Coloured sheet factors for different time periods. Flashcards
What time period is Hippocrates from and what factor is he?
Medieval and individual
What did Hippocrates invent?
The Four Humours Theory balancing the fluids.
What did Hippocrates discover?
That different parts of the body needed different treatments.
How many books did Hippocrates write?
60 books which influenced medics for hundreds of years.
What time period is Galen from and what factor is he?
Medieval and individual
Where did Galen learn about anatomy, and what else did he do to learn?
In Gladiator school in Rome, and he dissected pigs and apes.
What did Galen understand was important?
He understood the importance of observation and recording symptoms.
What were Galen’s books used for?
They were used as university text books until the middle ages.
What time period is Avicenna and what factor is he?
Medieval and individual
What did Avicenna write?
He wrote Canon of Medicine - a combination of his own ideas combined with Galen and Hippocrates. His work was translated into Latin and used widely in the West.
What was Avicenna’s book used as?
Used as the medicine textbook well into the 17th Century.
What time period is John Arderne and what factor is he?
Medieval and individual
Who was John Arderne?
Surgeon with 50% success with anus surgery, which was great for the time.
What did John Arderne work in?
He worked in the 100 years war and developed painkilling ointments of Hemlock, opium and henbane which reduced cauterisations.
What did John Arderne write?
He wrote “A Practice for Surgery” in 1350 which challenged Galen and Hippocrates.
What time period is the Mayor of Coventry from and what factor is he?
Medieval and individual
What did the Mayor of Coventry do and when?
In 1421 he proclaimed that every man clean the street in front of his house or face a 12 penny fine. Waste collections were sold to farmers. There were waste disposal locations called Dunghills. All toilets and waste banned from rivers to allow clean water.
What time period is Vesalius from and what factor is he?
Early Modern and individual
Who did Vesalius challenge?
He challenged Galen by actually dissecting humans and observing.
What book did Vesalius publish?
Published “De Humani Corporis Fabrica” which explained how systems in the body worked e.g. skeleton, muscles, nerves etc. His knowledge was shared with the world and was used in European medical schools. Barber surgeons in London used his ideas in their manuals.
What time period was Paré from and what factor is he?
Early Modern and individual
What did Paré work as?
He worked as a surgeon and army doctor in the Italian war (Siege of Milan).
What did Paré run out of?
He ran out of oil so couldn’t cauterise wounds so he used a mixture of egg yolk, turpentine and oil of roses. This was less painful.
What did Paré use?
He used ligatures to tie off wounds and invented the crows beak clamp to halt bleeding. He developed artificial limbs.
What book did Paré write?
He observed patients and wrote “Les Oeuvres” in 1575 which was widely used.

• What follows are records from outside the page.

use log::LevelFilter;

pub const LOG_ENV: &str = "BODEGA_LOG";

#[derive(Debug, Default, Clone)]
pub struct AppSettings {
    pub full_screen: bool,
    pub log_level: Option<LevelFilter>,
}

impl AppSettings {
    pub fn load() -> Self {
        Self {
            full_screen: false,
            log_level: std::env::var(LOG_ENV).ok().as_deref().and_then(parse_log_level),
        }
    }
}

/// `error`, `warn`, `info`, `debug`, `trace` or `off`, any case.
pub fn parse_log_level(raw: &str) -> Option<LevelFilter> {
    raw.trim().parse().ok()
}
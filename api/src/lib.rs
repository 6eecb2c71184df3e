pub mod analytics;
pub mod client;
pub mod config;
pub mod dashboard;
pub mod error;
pub mod queries;
pub mod repository;
pub mod table;
pub mod wire;

pub use client::{ApiClient, Method};
pub use config::Config;
pub use error::{ApiError, ApiResult, ErrorKind};
pub use wire::{Numeric, safe_number};

use chrono::{DateTime, NaiveDate, Utc};
use serde::{Deserialize, Serialize};

// ---------------------------------------------------------------------------
// Domain records returned by the league API.
// ---------------------------------------------------------------------------

#[derive(Debug, Clone, Default, PartialEq, Serialize, Deserialize)]
pub struct Player {
    pub id: String,
    pub gamertag: String,
    #[serde(default)]
    pub position: Option<String>,
    #[serde(default)]
    pub current_team_id: Option<String>,
    #[serde(default)]
    pub team_name: Option<String>,
    #[serde(default)]
    pub player_rp: Numeric,
    #[serde(default)]
    pub player_rank_score: Numeric,
    #[serde(default)]
    pub salary_tier: Option<String>,
    #[serde(default)]
    pub monthly_value: Numeric,
    #[serde(default)]
    pub created_at: Option<String>,
    #[serde(default)]
    pub updated_at: Option<String>,
}

/// Row of the player-performance view: player identity plus per-game averages.
#[derive(Debug, Clone, Default, PartialEq, Serialize, Deserialize)]
pub struct PlayerPerformance {
    pub id: String,
    pub gamertag: String,
    #[serde(default)]
    pub position: Option<String>,
    #[serde(default)]
    pub current_team_id: Option<String>,
    #[serde(default)]
    pub team_name: Option<String>,
    #[serde(default)]
    pub player_rp: Numeric,
    #[serde(default)]
    pub player_rank_score: Numeric,
    #[serde(default)]
    pub salary_tier: Option<String>,
    #[serde(default)]
    pub monthly_value: Numeric,
    #[serde(default)]
    pub games_played: Numeric,
    #[serde(default)]
    pub avg_points: Numeric,
    #[serde(default)]
    pub avg_assists: Numeric,
    #[serde(default)]
    pub avg_rebounds: Numeric,
    #[serde(default)]
    pub avg_steals: Numeric,
    #[serde(default)]
    pub avg_blocks: Numeric,
    #[serde(default)]
    pub avg_performance_score: Numeric,
}

#[derive(Debug, Clone, Default, PartialEq, Serialize, Deserialize)]
pub struct Team {
    pub id: String,
    pub name: String,
    #[serde(default)]
    pub region: Option<String>,
    #[serde(default)]
    pub created_at: Option<String>,
    #[serde(default)]
    pub updated_at: Option<String>,
}

#[derive(Debug, Clone, Default, PartialEq, Serialize, Deserialize)]
pub struct TeamPerformance {
    pub team_id: String,
    pub team_name: String,
    #[serde(default)]
    pub total_matches: Numeric,
    #[serde(default)]
    pub total_wins: Numeric,
    #[serde(default)]
    pub total_losses: Numeric,
    #[serde(default)]
    pub win_percentage: Numeric,
    #[serde(default)]
    pub points_scored: Numeric,
    #[serde(default)]
    pub points_allowed: Numeric,
    #[serde(default)]
    pub average_points_scored: Numeric,
}

impl TeamPerformance {
    /// Win percentage derived from wins and losses rather than trusted from the view.
    pub fn computed_win_percentage(&self) -> f64 {
        analytics::win_percentage(self.total_wins.value(), self.total_losses.value())
    }
}

#[derive(Debug, Clone, Default, PartialEq, Serialize, Deserialize)]
pub struct Event {
    pub id: String,
    pub name: String,
    pub start_date: String,
    #[serde(default)]
    pub end_date: Option<String>,
    #[serde(rename = "type", default)]
    pub event_type: Option<String>,
    #[serde(default)]
    pub location: Option<String>,
    #[serde(default)]
    pub description: Option<String>,
    /// Stored flag; never derived from the dates.
    #[serde(default)]
    pub is_active: bool,
}

impl Event {
    pub fn starts_on(&self) -> Option<NaiveDate> {
        parse_date(&self.start_date)
    }

    pub fn ends_on(&self) -> Option<NaiveDate> {
        self.end_date.as_deref().and_then(parse_date)
    }
}

#[derive(Debug, Clone, Default, PartialEq, Serialize, Deserialize)]
pub struct Match {
    pub id: String,
    pub event_id: String,
    pub home_team_id: String,
    pub away_team_id: String,
    pub match_date: String,
    pub status: String,
    #[serde(default)]
    pub venue: Option<String>,
    #[serde(default)]
    pub created_at: Option<String>,
    #[serde(default)]
    pub updated_at: Option<String>,
}

/// A match joined with team names and the final or running score.
#[derive(Debug, Clone, Default, PartialEq, Serialize, Deserialize)]
pub struct MatchDetails {
    pub id: String,
    pub event_id: String,
    pub home_team_id: String,
    pub away_team_id: String,
    pub match_date: String,
    pub status: String,
    #[serde(default)]
    pub venue: Option<String>,
    pub home_team_name: String,
    pub away_team_name: String,
    #[serde(default)]
    pub home_score: Numeric,
    #[serde(default)]
    pub away_score: Numeric,
}

impl MatchDetails {
    pub fn scoreline(&self) -> String {
        format!(
            "{} {:.0} - {:.0} {}",
            self.home_team_name, self.home_score, self.away_score, self.away_team_name
        )
    }
}

#[derive(Debug, Clone, Default, PartialEq, Serialize, Deserialize)]
pub struct SearchResults {
    #[serde(default)]
    pub players: Vec<Player>,
    #[serde(default)]
    pub teams: Vec<Team>,
}

impl SearchResults {
    pub fn is_empty(&self) -> bool {
        self.players.is_empty() && self.teams.is_empty()
    }
}

#[derive(Debug, Clone, PartialEq, Serialize, Deserialize)]
pub struct Health {
    pub status: String,
    pub timestamp: String,
}

impl Health {
    /// Stand-in reported when `/health` answers without data.
    pub fn unreachable() -> Self {
        Self {
            status: "error".into(),
            timestamp: Utc::now().to_rfc3339(),
        }
    }

    pub fn is_ok(&self) -> bool {
        matches!(self.status.as_str(), "ok" | "healthy" | "success")
    }
}

/// Parse either an RFC 3339 timestamp or a bare `YYYY-MM-DD` date.
pub fn parse_date(raw: &str) -> Option<NaiveDate> {
    let raw = raw.trim();
    DateTime::parse_from_rfc3339(raw)
        .map(|dt| dt.with_timezone(&Utc).date_naive())
        .ok()
        .or_else(|| NaiveDate::parse_from_str(raw, "%Y-%m-%d").ok())
        .or_else(|| {
            raw.get(..10)
                .and_then(|prefix| NaiveDate::parse_from_str(prefix, "%Y-%m-%d").ok())
        })
}

#[cfg(test)]
mod tests {
    use super::*;
    use serde_json::json;

    #[test]
    fn player_accepts_string_and_numeric_scores() {
        let player: Player = serde_json::from_value(json!({
            "id": "p1",
            "gamertag": "StrayCat",
            "position": null,
            "current_team_id": null,
            "player_rp": 1200,
            "player_rank_score": "456.7"
        }))
        .unwrap();
        assert_eq!(player.player_rp.value(), 1200.0);
        assert_eq!(player.player_rank_score.value(), 456.7);
        assert!(player.current_team_id.is_none());
        assert!(player.monthly_value.is_missing());
    }

    #[test]
    fn event_type_maps_from_reserved_word() {
        let event: Event = serde_json::from_value(json!({
            "id": "e1",
            "name": "Summer Major",
            "start_date": "2025-06-01",
            "type": "Tournament",
            "is_active": true
        }))
        .unwrap();
        assert_eq!(event.event_type.as_deref(), Some("Tournament"));
        assert!(event.is_active);
        assert_eq!(event.starts_on(), NaiveDate::from_ymd_opt(2025, 6, 1));
        assert_eq!(event.ends_on(), None);
    }

    #[test]
    fn parse_date_handles_timestamps_and_garbage() {
        assert_eq!(
            parse_date("2025-03-04T18:30:00+00:00"),
            NaiveDate::from_ymd_opt(2025, 3, 4)
        );
        assert_eq!(
            parse_date("2025-03-04 18:30:00"),
            NaiveDate::from_ymd_opt(2025, 3, 4)
        );
        assert_eq!(parse_date("soon"), None);
    }

    #[test]
    fn computed_win_percentage_uses_wins_and_losses() {
        let team = TeamPerformance {
            team_id: "t1".into(),
            team_name: "Bodega Cats".into(),
            total_wins: Numeric::from(7.0),
            total_losses: Numeric::from("3"),
            ..Default::default()
        };
        assert_eq!(team.computed_win_percentage(), 70.0);
    }

    #[test]
    fn scoreline_formats_whole_numbers() {
        let details = MatchDetails {
            home_team_name: "Cats".into(),
            away_team_name: "Dogs".into(),
            home_score: Numeric::from("88"),
            away_score: Numeric::from(79.0),
            ..Default::default()
        };
        assert_eq!(details.scoreline(), "Cats 88 - 79 Dogs");
    }

    #[test]
    fn health_defaults_to_error() {
        let health = Health::unreachable();
        assert_eq!(health.status, "error");
        assert!(!health.is_ok());
        assert!(DateTime::parse_from_rfc3339(&health.timestamp).is_ok());
    }
}
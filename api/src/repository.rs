use crate::client::ApiClient;
use crate::error::ApiResult;
use crate::table::{EventRow, Events, TableClient};
use crate::Event;
use async_trait::async_trait;

/// Read access to league events, whichever backend serves them.
#[async_trait]
pub trait EventRepository: Send + Sync {
    /// Newest events first, at most `limit` of them.
    async fn recent_events(&self, limit: u32) -> ApiResult<Vec<Event>>;

    async fn event(&self, id: &str) -> ApiResult<Option<Event>>;
}

#[async_trait]
impl EventRepository for ApiClient {
    async fn recent_events(&self, limit: u32) -> ApiResult<Vec<Event>> {
        let mut events = self.fetch_events(limit).await?;
        // Undated events sort last.
        events.sort_by(|a, b| b.starts_on().cmp(&a.starts_on()));
        Ok(events)
    }

    async fn event(&self, id: &str) -> ApiResult<Option<Event>> {
        self.fetch_event(id).await
    }
}

#[async_trait]
impl EventRepository for TableClient {
    async fn recent_events(&self, limit: u32) -> ApiResult<Vec<Event>> {
        let rows = self.fetch_recent_events(limit).await?;
        Ok(rows.into_iter().map(Event::from).collect())
    }

    async fn event(&self, id: &str) -> ApiResult<Option<Event>> {
        Ok(self.fetch_by_id::<Events>(id, None).await.map(Event::from))
    }
}

impl From<EventRow> for Event {
    /// The table has no active flag, so rows always map to inactive events.
    fn from(row: EventRow) -> Self {
        Event {
            id: row.id,
            name: row.name,
            start_date: row.start_date.unwrap_or_default(),
            end_date: row.end_date,
            event_type: row.event_type.map(|t| t.as_str().to_owned()),
            location: None,
            description: row.description,
            is_active: false,
        }
    }
}

#[cfg(test)]
mod tests {
    use super::*;
    use crate::table::{EventTier, EventType};
    use mockito::{Matcher, Server};

    async fn names(repo: &dyn EventRepository) -> Vec<String> {
        repo.recent_events(2)
            .await
            .unwrap()
            .into_iter()
            .map(|e| e.name)
            .collect()
    }

    #[tokio::test]
    async fn both_backends_answer_through_the_same_seam() {
        let mut server = Server::new_async().await;
        server
            .mock("GET", Matcher::Regex(r"^/api/events(\?.*)?$".into()))
            .with_status(200)
            .with_body(
                r#"{"status":"success","message":"ok","data":[
                    {"id":"e2","name":"Summer Major","start_date":"2025-06-01","is_active":true},
                    {"id":"e1","name":"Spring Split","start_date":"2025-03-01","is_active":false}]}"#,
            )
            .create_async()
            .await;
        server
            .mock("GET", Matcher::Regex(r"^/rest/v1/events(\?.*)?$".into()))
            .with_status(200)
            .with_body(
                r#"[{"id":"e2","name":"Summer Major","start_date":"2025-06-01"},
                    {"id":"e1","name":"Spring Split","start_date":"2025-03-01"}]"#,
            )
            .create_async()
            .await;

        let rest = ApiClient::with_base_url(server.url());
        let table = TableClient::with_endpoint(server.url(), "anon");
        assert_eq!(names(&rest).await, names(&table).await);
    }

    #[tokio::test]
    async fn rest_backend_orders_recent_events_newest_first() {
        let mut server = Server::new_async().await;
        server
            .mock("GET", Matcher::Regex(r"^/api/events(\?.*)?$".into()))
            .with_status(200)
            .with_body(
                r#"{"status":"success","message":"ok","data":[
                    {"id":"e0","name":"Exhibition","start_date":""},
                    {"id":"e1","name":"Spring Split","start_date":"2025-03-01"},
                    {"id":"e2","name":"Summer Major","start_date":"2025-06-01"}]}"#,
            )
            .create_async()
            .await;

        let rest = ApiClient::with_base_url(server.url());
        let names: Vec<String> = rest
            .recent_events(3)
            .await
            .unwrap()
            .into_iter()
            .map(|e| e.name)
            .collect();
        assert_eq!(names, ["Summer Major", "Spring Split", "Exhibition"]);
    }

    #[tokio::test]
    async fn missing_event_is_none_on_both_paths() {
        let mut server = Server::new_async().await;
        server
            .mock("GET", "/api/events/zz")
            .with_status(404)
            .with_body(r#"{"status":"error","message":"not found"}"#)
            .create_async()
            .await;
        server
            .mock("GET", Matcher::Regex(r"^/rest/v1/events(\?.*)?$".into()))
            .with_status(200)
            .with_body("[]")
            .create_async()
            .await;

        let rest = ApiClient::with_base_url(server.url());
        let table = TableClient::with_endpoint(server.url(), "anon");
        assert!(rest.event("zz").await.unwrap().is_none());
        assert!(table.event("zz").await.unwrap().is_none());
    }

    #[test]
    fn row_conversion_keeps_type_and_clears_active() {
        let row = EventRow {
            id: "e1".into(),
            name: "Spring Split".into(),
            start_date: Some("2025-03-01".into()),
            tier: Some(EventTier::T3),
            event_type: Some(EventType::Tournament),
            ..Default::default()
        };
        let event = Event::from(row);
        assert_eq!(event.event_type.as_deref(), Some("Tournament"));
        assert_eq!(event.start_date, "2025-03-01");
        assert!(!event.is_active);
    }
}
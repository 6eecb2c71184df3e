use tui::layout::{Constraint, Layout, Rect, Size};

pub const TAB_BAR_HEIGHT: u16 = 3;
pub const CARD_HEIGHT: u16 = 4;
const LOG_PANE_PERCENT: u16 = 30;

/// Pre-computed layout areas for the main draw loop.
pub struct LayoutAreas {
    pub tab_bar: [Rect; 2],
    pub main: Rect,
    /// Log pane, present only while logs are toggled on.
    pub logs: Option<Rect>,
}

impl LayoutAreas {
    pub fn new(size: Size) -> Self {
        let rect = Rect::new(0, 0, size.width, size.height);
        Self::from_rect(rect, false, false)
    }

    pub fn update(&mut self, area: Rect, full_screen: bool, show_logs: bool) {
        *self = Self::from_rect(area, full_screen, show_logs);
    }

    fn from_rect(area: Rect, full_screen: bool, show_logs: bool) -> Self {
        let (tab_bar, body) = if full_screen {
            ([Rect::ZERO, Rect::ZERO], area)
        } else {
            let [tab, body] = Layout::vertical([
                Constraint::Length(TAB_BAR_HEIGHT),
                Constraint::Fill(1),
            ])
            .areas(area);
            (Self::split_tab_bar(tab), body)
        };

        if !show_logs {
            return LayoutAreas { tab_bar, main: body, logs: None };
        }

        let [main, logs] = Layout::vertical([
            Constraint::Fill(1),
            Constraint::Percentage(LOG_PANE_PERCENT),
        ])
        .areas(body);
        LayoutAreas { tab_bar, main, logs: Some(logs) }
    }

    fn split_tab_bar(area: Rect) -> [Rect; 2] {
        Layout::horizontal([Constraint::Percentage(75), Constraint::Percentage(25)]).areas(area)
    }
}

/// Split a page into a row of stat cards and the content below it.
pub fn cards_and_body(area: Rect) -> (Rect, Rect) {
    let [cards, body] =
        Layout::vertical([Constraint::Length(CARD_HEIGHT), Constraint::Fill(1)]).areas(area);
    (cards, body)
}
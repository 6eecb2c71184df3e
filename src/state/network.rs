use crate::app::MenuItem;
use crate::state::messages::{NetworkRequest, NetworkResponse, PageData};
use bodega_api::{ApiClient, ApiResult, Health};
use log::{debug, error, warn};
use std::future::Future;
use std::sync::Arc;
use std::sync::atomic::{AtomicUsize, Ordering};
use std::time::Duration;
use tokio::sync::mpsc;
use tokio_util::sync::CancellationToken;

const SPINNER_CHARS: [char; 10] = ['⠋', '⠙', '⠹', '⠸', '⠼', '⠴', '⠦', '⠧', '⠇', '⠏'];
pub const ERROR_CHAR: char = '!';

#[derive(Debug, Copy, Clone, PartialEq)]
pub struct LoadingState {
    pub is_loading: bool,
    pub spinner_char: char,
}

impl Default for LoadingState {
    fn default() -> Self {
        Self { is_loading: false, spinner_char: ' ' }
    }
}

/// Spinner shared by every in-flight load; spins while at least one runs.
#[derive(Clone)]
struct Spinner {
    responses: mpsc::Sender<NetworkResponse>,
    in_flight: Arc<AtomicUsize>,
}

impl Spinner {
    async fn start(&self) {
        if self.in_flight.fetch_add(1, Ordering::SeqCst) > 0 {
            return;
        }

        let mut loading_state = LoadingState { is_loading: true, spinner_char: SPINNER_CHARS[0] };
        let _ = self
            .responses
            .send(NetworkResponse::LoadingStateChanged { loading_state })
            .await;

        let responses = self.responses.clone();
        let in_flight = self.in_flight.clone();

        tokio::spawn(async move {
            let mut spinner_index = 1;
            let mut interval = tokio::time::interval(Duration::from_millis(33));
            loop {
                interval.tick().await;
                if in_flight.load(Ordering::SeqCst) == 0 {
                    break;
                }
                loading_state.spinner_char = SPINNER_CHARS[spinner_index];
                spinner_index = (spinner_index + 1) % SPINNER_CHARS.len();
                let _ = responses
                    .send(NetworkResponse::LoadingStateChanged { loading_state })
                    .await;
            }
        });
    }

    async fn stop(&self, is_ok: bool) {
        if self.in_flight.fetch_sub(1, Ordering::SeqCst) > 1 {
            return;
        }
        tokio::time::sleep(Duration::from_millis(15)).await;

        let spinner_char = if is_ok { ' ' } else { ERROR_CHAR };
        let _ = self
            .responses
            .send(NetworkResponse::LoadingStateChanged {
                loading_state: LoadingState { is_loading: false, spinner_char },
            })
            .await;
    }
}

pub struct NetworkWorker {
    client: ApiClient,
    requests: mpsc::Receiver<NetworkRequest>,
    responses: mpsc::Sender<NetworkResponse>,
    spinner: Spinner,
    /// Token of the view load currently in flight.
    current: Option<CancellationToken>,
}

impl NetworkWorker {
    pub fn new(
        client: ApiClient,
        requests: mpsc::Receiver<NetworkRequest>,
        responses: mpsc::Sender<NetworkResponse>,
    ) -> Self {
        let spinner = Spinner {
            responses: responses.clone(),
            in_flight: Arc::new(AtomicUsize::new(0)),
        };
        Self {
            client,
            requests,
            responses,
            spinner,
            current: None,
        }
    }

    pub async fn run(mut self) {
        while let Some(request) = self.requests.recv().await {
            debug!("network request: {request:?}");
            match request {
                NetworkRequest::Load { tab } => {
                    self.spawn_scoped(tab, move |client| async move { load_tab(&client, tab).await });
                }
                NetworkRequest::Search { query } => {
                    self.spawn_scoped(MenuItem::Search, move |client| async move {
                        let results = client.search(&query).await?;
                        Ok(PageData::Search { query, results })
                    });
                }
                NetworkRequest::Cancel => self.cancel_current(),
                NetworkRequest::CheckHealth => self.spawn_health_check(),
            }
        }
        self.cancel_current();
    }

    fn cancel_current(&mut self) {
        if let Some(token) = self.current.take() {
            token.cancel();
        }
    }

    /// Run `fetch` on its own task under a fresh token. Any earlier load is
    /// cancelled and a result that arrives after cancellation is dropped.
    fn spawn_scoped<F, Fut>(&mut self, tab: MenuItem, fetch: F)
    where
        F: FnOnce(ApiClient) -> Fut + Send + 'static,
        Fut: Future<Output = ApiResult<PageData>> + Send + 'static,
    {
        self.cancel_current();
        let token = CancellationToken::new();
        self.current = Some(token.clone());

        let client = self.client.scoped(token.clone());
        let responses = self.responses.clone();
        let spinner = self.spinner.clone();

        tokio::spawn(async move {
            spinner.start().await;
            let result = fetch(client).await;
            let cancelled = token.is_cancelled();
            spinner.stop(result.is_ok() || cancelled).await;

            if cancelled {
                debug!("dropping stale {tab:?} load");
                return;
            }

            let response = match result {
                Ok(data) => NetworkResponse::PageLoaded { data },
                Err(e) => NetworkResponse::Error { tab, message: e.to_string() },
            };
            if let Err(e) = responses.send(response).await {
                error!("Failed to send network response: {e}");
            }
        });
    }

    fn spawn_health_check(&self) {
        let client = self.client.clone();
        let responses = self.responses.clone();
        tokio::spawn(async move {
            let health = client.check_health().await.unwrap_or_else(|e| {
                warn!("health check failed: {e}");
                Health::unreachable()
            });
            let _ = responses.send(NetworkResponse::HealthChecked { health }).await;
        });
    }
}

async fn load_tab(client: &ApiClient, tab: MenuItem) -> ApiResult<PageData> {
    Ok(match tab {
        MenuItem::Players => PageData::Players(client.load_players_page().await?),
        MenuItem::Teams => PageData::Teams(client.load_teams_page().await?),
        MenuItem::Events => PageData::Events(client.load_events_page().await?),
        MenuItem::Matches => PageData::Matches(client.load_matches_page().await?),
        MenuItem::Analytics => PageData::Analytics(client.load_analytics().await?),
        // Search and Help have no loader of their own.
        MenuItem::Overview | MenuItem::Search | MenuItem::Help => {
            PageData::Overview(client.load_overview().await?)
        }
    })
}
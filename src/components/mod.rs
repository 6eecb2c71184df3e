pub mod cards;
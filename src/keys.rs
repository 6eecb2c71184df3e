use crate::app::{App, MenuItem};
use crate::state::messages::NetworkRequest;
use crossterm::event::KeyCode::Char;
use crossterm::event::{KeyCode, KeyEvent, KeyModifiers};
use std::sync::Arc;
use tokio::sync::{Mutex, mpsc};

pub async fn handle_key_bindings(
    key_event: KeyEvent,
    app: &Arc<Mutex<App>>,
    network_requests: &mpsc::Sender<NetworkRequest>,
) {
    let mut guard = app.lock().await;

    if let (Char('c'), KeyModifiers::CONTROL) = (key_event.code, key_event.modifiers) {
        crate::cleanup_terminal();
        std::process::exit(0);
    }

    let request = if guard.state.search.composing {
        match key_event.code {
            KeyCode::Enter => guard.submit_search(),
            KeyCode::Esc => {
                guard.cancel_search_input();
                None
            }
            KeyCode::Backspace => {
                guard.state.search.input.pop();
                None
            }
            Char(c) => {
                guard.state.search.input.push(c);
                None
            }
            _ => None,
        }
    } else {
        match (guard.state.active_tab, key_event.code, key_event.modifiers) {
            // Quit
            (_, Char('q'), _) => {
                crate::cleanup_terminal();
                std::process::exit(0);
            }

            // Tab switching
            (_, Char(c @ '1'..='9'), _) => match MenuItem::from_digit(c) {
                Some(tab) => guard.update_tab(tab),
                None => None,
            },
            (_, Char('?'), _) => guard.update_tab(MenuItem::Help),
            (MenuItem::Help, KeyCode::Esc, _) => guard.exit_help(),

            // Reload the current tab
            (_, Char('r'), _) => guard.refresh(),

            // Search input
            (MenuItem::Search, Char('/') | Char('i') | KeyCode::Enter, _) => {
                guard.start_search_input();
                None
            }

            // Ranking metric
            (MenuItem::Players | MenuItem::Analytics, Char('m') | KeyCode::Tab, _) => {
                guard.next_metric();
                None
            }
            (MenuItem::Players | MenuItem::Analytics, Char('M') | KeyCode::BackTab, _) => {
                guard.prev_metric();
                None
            }

            // Table navigation
            (_, Char('j') | KeyCode::Down, _) => {
                guard.scroll_down();
                None
            }
            (_, Char('k') | KeyCode::Up, _) => {
                guard.scroll_up();
                None
            }

            // Global
            (_, Char('f'), _) => {
                guard.toggle_full_screen();
                None
            }
            (_, Char('"'), _) => {
                guard.toggle_show_logs();
                None
            }

            _ => None,
        }
    };

    drop(guard);
    if let Some(request) = request {
        let _ = network_requests.send(request).await;
    }
}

What time period was William Harvey from and what factor is he?
Early Modern and individual
What did Harvey write?
His book on the motion of the heart challenged Galen.
What did Harvey do?
He experimented on animals and discovered how blood pumped around the body in a circular motion. He experimented on a patient’s forearm to prove blood was pumping and proved it was impossible to have too much blood. This reduced blood-letting and long term, helped understanding of heart and kidney disease. His work helped with the discovery of capillaries 60 years later.
What time period was Edward Jenner from and what factor is he?
Early modern and individual
What did Jenner hear?
He heard that milkmaids with cowpox never caught smallpox.
Who did Jenner inject?
He injected James Phipps with cowpox pus, then once recovered, smallpox pus.
What did Jenner write?
In 1798 he wrote “An Inquiry into the Causes and Effects of Varioae Vaccinae, or Cow-Pox”.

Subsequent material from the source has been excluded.